Bring something to the circle, man. For real.

Your friend has always been known for the good weed — and he’s always going to bring the good weed — but he doesn’t want you to just expect the good weed. And there’s nothing that we feel more disrespected by than a weed mooch. Except for the government.

So, what are the most hated entities in the cannabis community? One: the government; and two: weed mooches.

What is a mooch?

A mooch in general is someone who always takes without ever giving back. A mooch comes through selfishly to exploit the blessings bestowed upon them, and if ever called out, they may take extreme offense. A mooch is someone that can hear “Yes” a thousand times and still be taken aback after hearing a single “No.”

You never want to be a mooch. It’s not a good way to treat people, this world, or yourself.

Gina Coleman/Weedmaps

5 signs you might be a weed mooch

If the above sounds like you, or someone you know, here are five characteristics to know for sure — and to cut it out.

1. You never buy weed, but you’re always high

This is truly the biggest sign that you’re a weed mooch. If you’re always part of the session but come empty-handed, you’re a weed mooch. If you never contribute any flower — only blunt wraps and joint papers — you’re a weed mooch.

Truthfully, your friends who always have weed aren’t tripping too much about how much of their stash you’re going through, cause smoking with people is always fun, but they are silently annoyed that you never come through, even with a lil’ gram to twist up in honor of all the times you haven’t.

2. You have a knack for appearing when people start smoking

Is this a safe space for vulnerability and transparency? Am I amongst family? Bet. Truth is, back in my younger days, I was such a weed mooch. It’s how, in my years of growth, I’m able to identify them.
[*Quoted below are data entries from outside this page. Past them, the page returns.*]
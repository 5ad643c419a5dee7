//! DML composition for managed tables
//!
//! Identifiers are spliced in their quoted, schema-qualified form; values are always
//! positional parameters, except NULL which is written as a literal so it stays untyped.

use crate::sql::sanitize::SafeIdentifier;
use crate::types::SqlValue;

/// Build a parameterized INSERT
///
/// Returns the statement and the parameters to bind, in placeholder order.
pub fn build_insert(
    schema: &SafeIdentifier,
    table: &SafeIdentifier,
    values: &[(SafeIdentifier, SqlValue)],
) -> (String, Vec<SqlValue>) {
    let mut column_names = Vec::with_capacity(values.len());
    let mut placeholders = Vec::with_capacity(values.len());
    let mut params = Vec::with_capacity(values.len());

    for (column, value) in values {
        column_names.push(column.quoted());
        if value.is_null() {
            placeholders.push("NULL".to_string());
        } else {
            params.push(value.clone());
            placeholders.push(format!("${}", params.len()));
        }
    }

    let sql = format!(
        "INSERT INTO {} ({}) VALUES ({})",
        table.qualified(schema),
        column_names.join(", "),
        placeholders.join(", ")
    );

    (sql, params)
}

/// Build the capped SELECT used by `query_data`; the row cap is bound as `$1`
pub fn build_select_all(schema: &SafeIdentifier, table: &SafeIdentifier) -> String {
    format!("SELECT * FROM {} LIMIT $1", table.qualified(schema))
}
In college, when I first started smoking, your boy was working with a budget of $25 per week before getting my hustle up in various ways. It made it where I could never afford (good) weed, but somehow, I was always high. That’s because, somehow, I always had divine timing for arriving at a friend’s spot right when the blunt was being lit. Shit felt so gross, but shit was my reality, and I knew that I was the worst for it.

If any time some weed gets lit, and you suddenly burst through the door with an “Ohhh, YEAHHHH” like the cannabis Kool-Aid Man, you’re a weed mooch, my friend. I evolved from that and so can you.

Gina Coleman/Weedmaps

3. You make the joint run/canoe

People that don’t buy their own weed rarely follow the etiquette that we all inherited the first time we burned a joint. It’s ’cause they don’t be smoking at the crib solo, so they don’t know the proper speed to inhale, and the proper airflow needed to protect a perfectly pearled paper.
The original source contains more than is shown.